Kristen Nemoto Jay
Every New Year’s Eve since I can remember, I watched the ball drop in New York City’s Time Square on television. I loved watching the people, bundled up in their marshmallow jackets, waving ferociously at the camera while holding up New Year’s hats, glasses and other paraphonalia. It was a world away from where I usually was, at my grandmother’s house in WaimĀnalo with — what can only be described as — bombs going off outside. I particularly remember the early 90s through the early 2000s, when all hell would break loose on the usually empty street. Pop … BOOM! Pop … BOOM! Was all we heard all day long til the stroke of 15 minutes after midnight on New Year’s Day. It was an unspoken, yet well-known, rule along the block, and many blocks, that it’s considered somewhat rude to keep popping past midnight. I remember having my once a year talk story session with my grandmother’s neighbors during that time frame as that was the next protocol post-fireworks: help sweep up your mess and nearby debris. No matter how obnoxious your fireworks or behavior prior (including an instance of a cousin who once caused a raucous symphony of car alarms to go off after he lit an aerial from a metal trash can), you help sweep up. Period.

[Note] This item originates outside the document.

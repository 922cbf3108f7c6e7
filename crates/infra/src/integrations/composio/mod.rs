//! Composio calendar provider integration.

mod client;

pub use client::ComposioClient;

I found every New Year’s Eve to be so adventurous and kind of contradictory to my upbringing. Maybe a lot of locals from Hawai‘i can especially relate. Rather than being told to be our usual quiet and still selves, my brother and I were encouraged to stay up all night, eat all the food that was laid out throughout the evening and light fireworks; of all things. The loud booms outside never even phased my grandmother, who would just stop mid sentence when she heard a “Pop…” and then waited until the “BOOM!” before continuing on with her story, while holding up and sipping out of her tea cup. With the New Year’s Eve party in NYC on television in the background, my grandmother helping pass out our neighbor’s kinako mochi and drunk cousins lighting fireworks from unauthorized containers on the street … life was great, memorable and absolutely wonderful.
When my grandmother passed away, New Year’s Eve celebrations at the house began to dwindle. She was the glue that brought everyone together. Though she was soft-spoken, her warmth and hospitality to everyone who visited was felt and missed when she was no longer there. Most of our lives then shifted to doing our own things. I went off to grad school in Chicago, my cousins began spending New Year’s Eve with their partner’s families, and my parents, who now live in my grandmother’s house, started to enjoy a (sorta) quieter New Year’s Eve. Or, at least a quieter New Year’s Eve in front of their house. Since I married my husband, we’ve been celebrating New Year’s Eve at his parent’s house in Kahalu‘u. These past two Eves, however, were spent in an air-conditioned hotel room in Waikïkï as a way to help our newborn, at the time, sleep through the night.
I didn’t realize how much I missed our New Year’s Eve celebrations at my grandmother’s house until our daughter was born. I thought about all those memories I had created with my family and how I’d love for our daughter to experience and create new ones of her own. This New Year’s Eve will be the first time our daughter will experience a “real” New Year’s celebration in Hawai‘i. Since she’s old enough now to understand what the loud sound of fireworks are and can, thankfully, sleep for a full 10 hours a night without much peep, we decided to celebrate it for real — at my aunt’s house — this time around.
The mourning and longing for what was my New Year’s Eve experiences will now be filled with new ones, similar to the theme of this issue of The Hawai‘i Herald. While The Hawai‘i Herald’s former editor and staff writer Karleen Chinen, and many others, grieve the loss of Dr. Franklin Odo, a scholar and activist who — among his many roles — served as the director of the Asian Pacific American Program at the Smithsonian Institution, she also remembers the important lessons that he’s taught us all, which includes advice that “if you don’t control your own culture and your own vision of life, and your own participation in life, then you don’t control anything.” Freelance writer Carolyn Morinishi wrote about her appreciation for the experience she had at this year’s first Worldwide Uchinanchu Taikai Festival since the pandemic shut it down in 2021. That even though she’s not Okinawan, she’s “Uchinanchu-at-heart” and can’t wait to create new memories from what she’s learned and hopefully attend the next Taikai in 2027. George Furukawa shares the history of the Ige family, of Ige’s Lunch Wagon and Catering, business and what they look forward to the most in the days to come (including Ron Ige’s other wishful business ventire had he not gone into the food business).
As this is the last issue of the year 2022, I wish you all a healthy, safe and prosperous New Year! May we take what we learned, our past experiences and memories, and transform them to make new ventures. Make your own fireworks this coming year. Not literally, of course, but ways to honor what you’ve learned from your past in order to move forward fruitfully into your future.
I’ve said it in my last Dialogue to you all but I have to say it again because it continues to ring true: Thank you, reader, for your support. For being a part of The Hawai‘i Herald’s past, present and future. We wouldn’t be here in existence without you. Aloha!